Presidente, Governo, onorevoli colleghe e colleghi, abbiamo già detto del lavoro molto serio, puntuale, senza nessun atteggiamento di natura ostruzionistica, insieme a tutti i colleghi della Commissione Lavoro e della Commissione Affari sociali, che abbiamo fatto, spesso anche inceppato da titubanze e da grandi fatiche che abbiamo potuto constatare e che si sono palesate durante l'esame di questo provvedimento. Forse l'amarezza più grande sta nell'indisponibilità di fatto da parte della maggioranza di fare loro molti dei emendamenti, che abbiamo costruito, tra l'altro, non da soli ma innanzitutto prendendo atto delle audizioni svolte in Commissione e dei suggerimenti che sono venuti da molti settori della società, dalla società civile e dalla società produttiva di questo Paese. Devo dire che, nella maggior parte dei casi, queste proposte sono state quasi totalmente ignorate da parte di questa maggioranza.

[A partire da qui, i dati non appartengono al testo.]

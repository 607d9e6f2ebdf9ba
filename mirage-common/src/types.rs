// SPDX-FileCopyrightText: 2025 mirage contributors
// SPDX-License-Identifier: GPL-3.0-or-later

/// Virtual address in guest memory (64-bit).
pub type VAddr = u64;

/// Size or offset of a host GPU allocation, in bytes.
pub type DeviceSize = u64;

/// Page size (4 KiB, matching ARM64 / Switch).
pub const PAGE_SIZE: usize = 0x1000;

/// Page size as u64 for address math.
pub const PAGE_SIZE_U64: u64 = PAGE_SIZE as u64;

/// Page shift (log2 of PAGE_SIZE).
pub const PAGE_SHIFT: u32 = 12;

/// Page mask for alignment checks.
pub const PAGE_MASK: u64 = PAGE_SIZE_U64 - 1;

/// Guest address space size: 39-bit (512 GiB).
pub const ADDRESS_SPACE_SIZE: u64 = 1 << 39;

/// Align a value up to the given alignment.
#[inline]
pub const fn align_up(value: u64, alignment: u64) -> u64 {
    let mask = alignment - 1;
    (value + mask) & !mask
}

/// Align a value down to the given alignment.
#[inline]
pub const fn align_down(value: u64, alignment: u64) -> u64 {
    value & !(alignment - 1)
}

/// Check if a value is page-aligned.
#[inline]
pub const fn is_page_aligned(value: u64) -> bool {
    value & PAGE_MASK == 0
}

/// A contiguous range of guest memory.
#[derive(Debug, Clone, Copy, PartialEq, Eq, Hash)]
pub struct GuestSpan {
    pub addr: VAddr,
    pub size: u64,
}

impl GuestSpan {
    pub const fn new(addr: VAddr, size: u64) -> Self {
        Self { addr, size }
    }

    /// Build a span from a half-open `[start, end)` range.
    pub const fn from_range(start: VAddr, end: VAddr) -> Self {
        Self {
            addr: start,
            size: end - start,
        }
    }

    #[inline]
    pub const fn end(&self) -> VAddr {
        self.addr + self.size
    }

    #[inline]
    pub const fn is_empty(&self) -> bool {
        self.size == 0
    }

    /// True if `other` lies entirely within this span.
    pub const fn contains(&self, other: &GuestSpan) -> bool {
        other.addr >= self.addr && other.end() <= self.end()
    }

    pub const fn overlaps(&self, other: &GuestSpan) -> bool {
        self.addr < other.end() && other.addr < self.end()
    }

    /// Expand the span outwards to page boundaries.
    pub const fn page_aligned(&self) -> Self {
        Self::from_range(
            align_down(self.addr, PAGE_SIZE_U64),
            align_up(self.end(), PAGE_SIZE_U64),
        )
    }
}

impl std::fmt::Display for GuestSpan {
    fn fmt(&self, f: &mut std::fmt::Formatter<'_>) -> std::fmt::Result {
        write!(f, "[{:#X}..{:#X})", self.addr, self.end())
    }
}

/// An ordered list of guest spans that together form one logical buffer.
///
/// Every span after the first starts on a page boundary and every span
/// before the last ends on one, so the spans can be mirrored into a single
/// linear host mapping. Offsets into the buffer count through the spans in
/// order.
#[derive(Debug, Clone, PartialEq, Eq, Hash)]
pub struct GuestBuffer {
    spans: Vec<GuestSpan>,
}

impl GuestBuffer {
    /// Build a guest buffer from spans, returning `None` if the spans are
    /// empty or break the page-alignment rule between spans.
    pub fn new(spans: Vec<GuestSpan>) -> Option<Self> {
        if spans.is_empty() || spans.iter().any(GuestSpan::is_empty) {
            return None;
        }
        let last = spans.len() - 1;
        for (i, span) in spans.iter().enumerate() {
            if i != 0 && !is_page_aligned(span.addr) {
                return None;
            }
            if i != last && !is_page_aligned(span.end()) {
                return None;
            }
        }
        Some(Self { spans })
    }

    /// A guest buffer backed by a single contiguous span.
    pub fn contiguous(span: GuestSpan) -> Self {
        Self { spans: vec![span] }
    }

    pub fn spans(&self) -> &[GuestSpan] {
        &self.spans
    }

    pub fn is_contiguous(&self) -> bool {
        self.spans.len() == 1
    }

    /// Total size in bytes across all spans.
    pub fn size(&self) -> u64 {
        self.spans.iter().map(|s| s.size).sum()
    }

    /// Lowest guest address covered.
    pub fn start(&self) -> VAddr {
        self.spans[0].addr
    }

    /// One past the highest guest address covered.
    pub fn end(&self) -> VAddr {
        self.spans[self.spans.len() - 1].end()
    }

    /// The `[start, end)` hull of the buffer.
    pub fn hull(&self) -> GuestSpan {
        GuestSpan::from_range(self.start(), self.end())
    }

    /// Offset of `addr` within the buffer, if a span covers it.
    pub fn offset_of(&self, addr: VAddr) -> Option<u64> {
        let mut base = 0u64;
        for span in &self.spans {
            if addr >= span.addr && addr < span.end() {
                return Some(base + (addr - span.addr));
            }
            base += span.size;
        }
        None
    }

    /// True if `range` lies entirely within a single span of this buffer.
    pub fn contains(&self, range: &GuestSpan) -> bool {
        self.spans.iter().any(|s| s.contains(range))
    }

    pub fn overlaps(&self, range: &GuestSpan) -> bool {
        self.spans.iter().any(|s| s.overlaps(range))
    }
}

impl From<GuestSpan> for GuestBuffer {
    fn from(span: GuestSpan) -> Self {
        Self::contiguous(span)
    }
}

#[cfg(test)]
mod tests {
    use super::*;

    #[test]
    fn test_align_up() {
        assert_eq!(align_up(0, PAGE_SIZE_U64), 0);
        assert_eq!(align_up(1, PAGE_SIZE_U64), PAGE_SIZE_U64);
        assert_eq!(align_up(PAGE_SIZE_U64, PAGE_SIZE_U64), PAGE_SIZE_U64);
        assert_eq!(
            align_up(PAGE_SIZE_U64 + 1, PAGE_SIZE_U64),
            PAGE_SIZE_U64 * 2
        );
    }

    #[test]
    fn test_align_down() {
        assert_eq!(align_down(0, PAGE_SIZE_U64), 0);
        assert_eq!(align_down(1, PAGE_SIZE_U64), 0);
        assert_eq!(
            align_down(PAGE_SIZE_U64 + 1, PAGE_SIZE_U64),
            PAGE_SIZE_U64
        );
    }

    #[test]
    fn test_span_page_aligned() {
        let span = GuestSpan::new(0x1010, 0x20);
        assert_eq!(span.page_aligned(), GuestSpan::new(0x1000, 0x1000));

        let span = GuestSpan::new(0x1FF0, 0x20);
        assert_eq!(span.page_aligned(), GuestSpan::new(0x1000, 0x2000));
    }

    #[test]
    fn test_span_overlap_and_contains() {
        let a = GuestSpan::new(0x1000, 0x1000);
        assert!(a.contains(&GuestSpan::new(0x1800, 0x800)));
        assert!(!a.contains(&GuestSpan::new(0x1800, 0x801)));
        assert!(a.overlaps(&GuestSpan::new(0x1FFF, 0x10)));
        assert!(!a.overlaps(&GuestSpan::new(0x2000, 0x10)));
    }

    #[test]
    fn test_guest_buffer_rejects_misaligned_interior() {
        // Second span must start on a page boundary.
        let spans = vec![GuestSpan::new(0x1000, 0x1000), GuestSpan::new(0x5010, 0x100)];
        assert!(GuestBuffer::new(spans).is_none());

        // First span must end on a page boundary when more follow.
        let spans = vec![GuestSpan::new(0x1000, 0x800), GuestSpan::new(0x5000, 0x100)];
        assert!(GuestBuffer::new(spans).is_none());

        assert!(GuestBuffer::new(Vec::new()).is_none());
    }

    #[test]
    fn test_guest_buffer_offsets() {
        let buffer = GuestBuffer::new(vec![
            GuestSpan::new(0x1800, 0x800),
            GuestSpan::new(0x8000, 0x1000),
        ])
        .unwrap();

        assert_eq!(buffer.size(), 0x1800);
        assert_eq!(buffer.start(), 0x1800);
        assert_eq!(buffer.end(), 0x9000);
        assert_eq!(buffer.offset_of(0x1800), Some(0));
        assert_eq!(buffer.offset_of(0x8004), Some(0x804));
        assert_eq!(buffer.offset_of(0x4000), None);
        assert!(buffer.contains(&GuestSpan::new(0x8000, 0x10)));
        assert!(!buffer.contains(&GuestSpan::new(0x1FF0, 0x20)));
    }
}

Abbiamo già detto, lo diceva la collega Serracchiani, come questo provvedimento si occupa dei due pilastri che stanno all'interno del contratto di Governo, e che hanno, quindi, condizionato e subordinato la legge di bilancio 2019. Tratterò solo la questione del reddito di cittadinanza, essendo ampiamente già stata trattata la questione della cosiddetta finta quota 100 da parte della collega Serracchiani. Sgombriamo il campo, e lo dico doppiamente con forza, e lo dico anche con un certo disappunto, da chi, per difendersi o, in qualche modo, giustificare la scelta di un provvedimento il cui obiettivo è condiviso, sostiene qui che fino ad oggi eravamo all'interno del deserto dei Tartari, cioè non c'è stata alcuna volontà politica di preoccuparci della povertà.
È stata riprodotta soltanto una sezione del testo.